TO DO =>
Take every line from the material that has the word "TaskKind" in it.
○ ○ ○ ○
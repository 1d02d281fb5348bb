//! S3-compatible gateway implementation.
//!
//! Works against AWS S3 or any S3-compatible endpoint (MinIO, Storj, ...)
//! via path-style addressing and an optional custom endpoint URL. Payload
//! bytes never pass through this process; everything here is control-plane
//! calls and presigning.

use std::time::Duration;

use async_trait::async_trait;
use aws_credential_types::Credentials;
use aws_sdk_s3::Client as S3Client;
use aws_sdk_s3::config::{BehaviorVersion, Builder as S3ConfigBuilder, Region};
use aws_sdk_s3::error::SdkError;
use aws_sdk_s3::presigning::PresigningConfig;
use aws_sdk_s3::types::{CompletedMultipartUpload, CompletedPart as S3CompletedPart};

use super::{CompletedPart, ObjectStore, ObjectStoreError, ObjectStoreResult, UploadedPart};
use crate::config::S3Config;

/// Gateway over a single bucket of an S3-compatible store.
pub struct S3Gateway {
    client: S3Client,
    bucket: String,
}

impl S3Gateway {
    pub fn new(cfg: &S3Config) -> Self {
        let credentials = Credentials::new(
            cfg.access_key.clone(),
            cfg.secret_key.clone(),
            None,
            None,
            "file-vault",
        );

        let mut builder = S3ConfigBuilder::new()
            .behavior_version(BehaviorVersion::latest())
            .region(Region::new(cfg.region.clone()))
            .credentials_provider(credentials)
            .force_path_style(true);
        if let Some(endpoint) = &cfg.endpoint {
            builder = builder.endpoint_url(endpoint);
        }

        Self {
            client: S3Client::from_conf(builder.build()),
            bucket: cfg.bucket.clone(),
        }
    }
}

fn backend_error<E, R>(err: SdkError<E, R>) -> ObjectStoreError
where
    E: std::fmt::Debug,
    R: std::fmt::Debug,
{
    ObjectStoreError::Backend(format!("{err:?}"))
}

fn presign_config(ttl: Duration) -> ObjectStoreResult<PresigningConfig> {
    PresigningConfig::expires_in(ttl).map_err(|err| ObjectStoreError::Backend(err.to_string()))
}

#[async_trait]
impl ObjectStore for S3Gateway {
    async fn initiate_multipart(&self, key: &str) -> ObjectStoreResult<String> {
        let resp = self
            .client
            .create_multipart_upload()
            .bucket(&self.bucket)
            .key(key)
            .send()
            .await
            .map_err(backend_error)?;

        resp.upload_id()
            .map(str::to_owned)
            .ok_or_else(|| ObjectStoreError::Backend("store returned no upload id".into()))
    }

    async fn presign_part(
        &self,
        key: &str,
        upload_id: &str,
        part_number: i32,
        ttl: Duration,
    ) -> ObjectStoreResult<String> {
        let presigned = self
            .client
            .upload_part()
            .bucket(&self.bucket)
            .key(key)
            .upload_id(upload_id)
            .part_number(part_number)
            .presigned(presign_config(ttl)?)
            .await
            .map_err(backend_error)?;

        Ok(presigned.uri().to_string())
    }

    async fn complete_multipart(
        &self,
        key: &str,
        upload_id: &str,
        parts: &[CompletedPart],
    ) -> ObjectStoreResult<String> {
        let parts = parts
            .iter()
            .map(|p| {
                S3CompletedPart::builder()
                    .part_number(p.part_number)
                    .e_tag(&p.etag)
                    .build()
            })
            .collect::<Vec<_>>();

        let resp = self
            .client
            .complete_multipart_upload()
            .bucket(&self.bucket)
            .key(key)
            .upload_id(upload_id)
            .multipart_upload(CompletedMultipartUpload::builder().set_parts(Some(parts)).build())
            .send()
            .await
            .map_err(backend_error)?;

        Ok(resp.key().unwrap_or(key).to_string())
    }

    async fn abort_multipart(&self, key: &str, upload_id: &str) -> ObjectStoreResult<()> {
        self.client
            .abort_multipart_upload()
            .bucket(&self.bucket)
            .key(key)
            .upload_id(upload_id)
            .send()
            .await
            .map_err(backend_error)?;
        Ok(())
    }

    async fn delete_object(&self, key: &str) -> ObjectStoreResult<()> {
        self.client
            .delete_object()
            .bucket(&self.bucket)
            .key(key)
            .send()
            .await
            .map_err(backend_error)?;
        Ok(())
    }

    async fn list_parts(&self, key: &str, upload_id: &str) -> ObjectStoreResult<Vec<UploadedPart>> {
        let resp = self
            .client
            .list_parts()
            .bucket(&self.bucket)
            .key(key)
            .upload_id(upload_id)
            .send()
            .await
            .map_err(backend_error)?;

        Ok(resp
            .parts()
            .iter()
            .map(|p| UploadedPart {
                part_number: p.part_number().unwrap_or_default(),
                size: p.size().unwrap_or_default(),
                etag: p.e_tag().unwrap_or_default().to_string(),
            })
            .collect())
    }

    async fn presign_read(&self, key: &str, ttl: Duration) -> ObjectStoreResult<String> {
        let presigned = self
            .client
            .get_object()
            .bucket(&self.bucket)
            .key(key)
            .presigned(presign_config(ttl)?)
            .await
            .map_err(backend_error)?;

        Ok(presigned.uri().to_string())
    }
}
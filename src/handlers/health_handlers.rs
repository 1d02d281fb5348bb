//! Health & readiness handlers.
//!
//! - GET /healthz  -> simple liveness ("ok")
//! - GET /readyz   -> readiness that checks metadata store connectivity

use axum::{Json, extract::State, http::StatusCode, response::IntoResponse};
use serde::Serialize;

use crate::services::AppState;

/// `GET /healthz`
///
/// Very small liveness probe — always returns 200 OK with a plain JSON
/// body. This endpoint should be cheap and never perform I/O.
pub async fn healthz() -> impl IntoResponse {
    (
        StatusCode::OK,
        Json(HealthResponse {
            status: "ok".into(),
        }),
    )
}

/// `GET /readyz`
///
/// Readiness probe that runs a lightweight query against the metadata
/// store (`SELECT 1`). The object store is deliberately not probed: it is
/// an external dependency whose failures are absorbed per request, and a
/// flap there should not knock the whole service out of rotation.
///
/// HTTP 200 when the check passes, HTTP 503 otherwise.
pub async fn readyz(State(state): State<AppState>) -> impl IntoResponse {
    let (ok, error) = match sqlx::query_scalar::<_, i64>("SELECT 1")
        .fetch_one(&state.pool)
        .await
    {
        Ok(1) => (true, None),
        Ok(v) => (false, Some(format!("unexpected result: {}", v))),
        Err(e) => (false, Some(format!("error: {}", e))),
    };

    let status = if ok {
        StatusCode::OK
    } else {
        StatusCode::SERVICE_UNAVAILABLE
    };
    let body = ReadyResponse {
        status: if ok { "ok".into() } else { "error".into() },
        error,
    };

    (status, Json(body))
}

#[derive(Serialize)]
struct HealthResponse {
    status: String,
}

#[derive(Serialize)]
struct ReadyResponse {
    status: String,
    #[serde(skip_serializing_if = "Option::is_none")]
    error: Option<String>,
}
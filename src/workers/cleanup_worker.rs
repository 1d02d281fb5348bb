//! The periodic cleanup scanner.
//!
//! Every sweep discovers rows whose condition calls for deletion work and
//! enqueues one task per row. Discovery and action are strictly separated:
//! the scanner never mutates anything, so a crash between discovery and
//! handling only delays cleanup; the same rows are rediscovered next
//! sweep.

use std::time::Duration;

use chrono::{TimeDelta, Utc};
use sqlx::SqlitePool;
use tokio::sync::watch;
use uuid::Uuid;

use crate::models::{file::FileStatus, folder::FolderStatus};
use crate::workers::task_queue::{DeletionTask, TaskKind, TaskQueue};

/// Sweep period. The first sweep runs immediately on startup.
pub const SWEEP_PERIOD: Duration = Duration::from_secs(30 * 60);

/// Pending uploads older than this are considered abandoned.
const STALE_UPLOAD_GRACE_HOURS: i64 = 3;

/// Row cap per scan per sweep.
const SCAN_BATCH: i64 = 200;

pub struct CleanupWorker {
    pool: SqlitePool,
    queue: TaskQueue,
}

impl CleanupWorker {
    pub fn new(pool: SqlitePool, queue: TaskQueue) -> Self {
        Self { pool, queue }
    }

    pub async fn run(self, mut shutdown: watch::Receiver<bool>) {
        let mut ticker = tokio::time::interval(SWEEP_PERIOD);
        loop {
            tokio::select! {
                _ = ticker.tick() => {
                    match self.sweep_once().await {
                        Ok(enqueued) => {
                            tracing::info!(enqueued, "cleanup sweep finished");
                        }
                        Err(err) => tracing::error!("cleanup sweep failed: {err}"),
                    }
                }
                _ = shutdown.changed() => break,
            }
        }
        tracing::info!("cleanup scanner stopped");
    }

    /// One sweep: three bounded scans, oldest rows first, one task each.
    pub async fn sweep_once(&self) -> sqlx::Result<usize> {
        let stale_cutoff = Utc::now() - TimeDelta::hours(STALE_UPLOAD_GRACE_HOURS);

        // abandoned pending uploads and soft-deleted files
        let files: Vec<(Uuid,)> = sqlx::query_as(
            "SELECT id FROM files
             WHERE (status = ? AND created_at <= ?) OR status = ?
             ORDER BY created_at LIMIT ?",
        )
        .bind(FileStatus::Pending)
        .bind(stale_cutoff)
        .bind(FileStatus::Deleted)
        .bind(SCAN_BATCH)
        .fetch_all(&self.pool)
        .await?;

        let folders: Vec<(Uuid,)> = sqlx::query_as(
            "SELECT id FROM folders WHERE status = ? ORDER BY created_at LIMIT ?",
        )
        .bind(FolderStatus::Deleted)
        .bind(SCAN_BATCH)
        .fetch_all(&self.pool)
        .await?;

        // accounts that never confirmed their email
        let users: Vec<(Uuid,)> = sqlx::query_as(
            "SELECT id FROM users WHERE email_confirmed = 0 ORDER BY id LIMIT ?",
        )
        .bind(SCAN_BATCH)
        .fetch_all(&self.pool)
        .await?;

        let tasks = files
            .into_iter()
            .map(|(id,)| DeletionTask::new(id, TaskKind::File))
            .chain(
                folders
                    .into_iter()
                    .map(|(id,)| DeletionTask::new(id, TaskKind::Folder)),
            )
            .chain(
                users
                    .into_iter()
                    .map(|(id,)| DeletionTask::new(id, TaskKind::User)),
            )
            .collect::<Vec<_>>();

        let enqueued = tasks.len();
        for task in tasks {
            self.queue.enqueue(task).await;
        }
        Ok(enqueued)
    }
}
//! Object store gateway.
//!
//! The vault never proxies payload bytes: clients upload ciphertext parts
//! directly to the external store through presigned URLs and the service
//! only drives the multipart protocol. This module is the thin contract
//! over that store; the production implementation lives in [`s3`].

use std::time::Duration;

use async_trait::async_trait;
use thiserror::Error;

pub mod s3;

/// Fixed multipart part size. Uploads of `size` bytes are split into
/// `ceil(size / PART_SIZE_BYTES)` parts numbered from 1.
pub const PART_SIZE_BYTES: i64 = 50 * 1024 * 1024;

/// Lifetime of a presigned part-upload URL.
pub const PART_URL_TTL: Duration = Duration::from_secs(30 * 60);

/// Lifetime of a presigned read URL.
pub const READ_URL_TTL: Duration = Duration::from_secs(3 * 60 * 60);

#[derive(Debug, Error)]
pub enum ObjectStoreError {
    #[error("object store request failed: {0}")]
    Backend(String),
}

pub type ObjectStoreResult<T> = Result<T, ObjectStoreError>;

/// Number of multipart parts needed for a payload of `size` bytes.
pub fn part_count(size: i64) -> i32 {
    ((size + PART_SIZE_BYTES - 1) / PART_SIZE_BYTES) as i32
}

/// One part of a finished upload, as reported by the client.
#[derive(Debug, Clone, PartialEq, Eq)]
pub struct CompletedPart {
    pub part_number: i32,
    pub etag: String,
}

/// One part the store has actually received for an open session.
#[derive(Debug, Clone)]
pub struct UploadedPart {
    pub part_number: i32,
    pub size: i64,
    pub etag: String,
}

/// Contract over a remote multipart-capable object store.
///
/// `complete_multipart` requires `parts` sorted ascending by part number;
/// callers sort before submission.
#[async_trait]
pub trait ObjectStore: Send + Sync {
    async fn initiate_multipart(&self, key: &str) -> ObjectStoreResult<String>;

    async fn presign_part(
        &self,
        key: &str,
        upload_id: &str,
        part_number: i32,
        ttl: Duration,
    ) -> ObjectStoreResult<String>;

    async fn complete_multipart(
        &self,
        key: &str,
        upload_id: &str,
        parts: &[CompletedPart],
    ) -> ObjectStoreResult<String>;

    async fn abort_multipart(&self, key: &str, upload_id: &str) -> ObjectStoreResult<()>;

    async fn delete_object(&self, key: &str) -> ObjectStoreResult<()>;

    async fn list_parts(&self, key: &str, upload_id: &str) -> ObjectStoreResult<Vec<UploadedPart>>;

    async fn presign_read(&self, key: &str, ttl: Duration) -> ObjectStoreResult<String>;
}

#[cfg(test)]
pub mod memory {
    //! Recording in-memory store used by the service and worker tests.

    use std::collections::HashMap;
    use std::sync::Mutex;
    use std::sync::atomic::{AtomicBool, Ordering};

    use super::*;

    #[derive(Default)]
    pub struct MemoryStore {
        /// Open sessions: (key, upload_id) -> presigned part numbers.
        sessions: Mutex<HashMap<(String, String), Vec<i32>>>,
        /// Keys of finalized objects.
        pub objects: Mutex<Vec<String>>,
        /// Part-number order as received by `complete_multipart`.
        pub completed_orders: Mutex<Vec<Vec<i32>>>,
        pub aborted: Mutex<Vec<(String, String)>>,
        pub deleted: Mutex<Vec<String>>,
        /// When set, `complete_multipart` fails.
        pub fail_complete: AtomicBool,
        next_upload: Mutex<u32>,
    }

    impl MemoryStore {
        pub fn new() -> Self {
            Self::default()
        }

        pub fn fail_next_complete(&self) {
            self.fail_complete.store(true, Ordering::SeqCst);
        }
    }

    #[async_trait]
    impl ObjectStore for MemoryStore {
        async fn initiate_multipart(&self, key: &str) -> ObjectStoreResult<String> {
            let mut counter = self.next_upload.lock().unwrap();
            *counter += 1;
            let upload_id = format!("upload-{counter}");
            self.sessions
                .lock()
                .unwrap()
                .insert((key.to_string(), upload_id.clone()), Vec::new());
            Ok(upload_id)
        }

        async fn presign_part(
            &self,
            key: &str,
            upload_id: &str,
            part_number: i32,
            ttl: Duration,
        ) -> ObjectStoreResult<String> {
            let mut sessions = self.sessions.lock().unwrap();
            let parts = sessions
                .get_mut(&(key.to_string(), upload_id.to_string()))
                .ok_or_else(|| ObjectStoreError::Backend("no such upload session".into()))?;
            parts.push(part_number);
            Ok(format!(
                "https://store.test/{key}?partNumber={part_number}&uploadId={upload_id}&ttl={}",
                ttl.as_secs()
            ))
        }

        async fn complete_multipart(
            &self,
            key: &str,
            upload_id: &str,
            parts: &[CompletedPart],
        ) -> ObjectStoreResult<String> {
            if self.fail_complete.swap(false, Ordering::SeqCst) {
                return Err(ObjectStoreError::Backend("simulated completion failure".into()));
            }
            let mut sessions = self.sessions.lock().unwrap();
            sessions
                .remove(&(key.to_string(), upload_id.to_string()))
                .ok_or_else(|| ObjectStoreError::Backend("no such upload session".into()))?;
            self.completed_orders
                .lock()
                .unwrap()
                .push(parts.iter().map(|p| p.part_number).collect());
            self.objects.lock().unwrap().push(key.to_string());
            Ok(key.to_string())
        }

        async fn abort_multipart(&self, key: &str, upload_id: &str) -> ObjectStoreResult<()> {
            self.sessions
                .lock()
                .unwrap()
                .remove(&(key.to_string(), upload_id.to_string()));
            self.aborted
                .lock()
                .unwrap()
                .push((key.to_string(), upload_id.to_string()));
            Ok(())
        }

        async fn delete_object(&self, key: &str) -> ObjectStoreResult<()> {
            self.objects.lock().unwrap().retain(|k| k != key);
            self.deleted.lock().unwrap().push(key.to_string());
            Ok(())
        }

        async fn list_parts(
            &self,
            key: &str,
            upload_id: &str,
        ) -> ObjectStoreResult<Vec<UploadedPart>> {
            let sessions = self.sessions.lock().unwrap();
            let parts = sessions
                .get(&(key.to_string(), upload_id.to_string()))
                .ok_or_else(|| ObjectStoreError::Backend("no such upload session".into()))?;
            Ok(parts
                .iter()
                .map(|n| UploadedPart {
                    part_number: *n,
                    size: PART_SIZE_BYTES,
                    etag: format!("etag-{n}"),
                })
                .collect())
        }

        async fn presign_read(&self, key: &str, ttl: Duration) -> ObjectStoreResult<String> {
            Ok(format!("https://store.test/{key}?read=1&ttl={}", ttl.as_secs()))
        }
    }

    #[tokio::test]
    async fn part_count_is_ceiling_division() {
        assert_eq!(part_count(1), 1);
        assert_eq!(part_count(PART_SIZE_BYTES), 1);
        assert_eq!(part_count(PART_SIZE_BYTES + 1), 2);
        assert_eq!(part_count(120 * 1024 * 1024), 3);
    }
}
○ ○ ○ ○
RESPONSE =>
use crate::workers::task_queue::{DeletionTask, TaskKind, TaskQueue};
            .map(|(id,)| DeletionTask::new(id, TaskKind::File))
                    .map(|(id,)| DeletionTask::new(id, TaskKind::Folder)),
                    .map(|(id,)| DeletionTask::new(id, TaskKind::User)),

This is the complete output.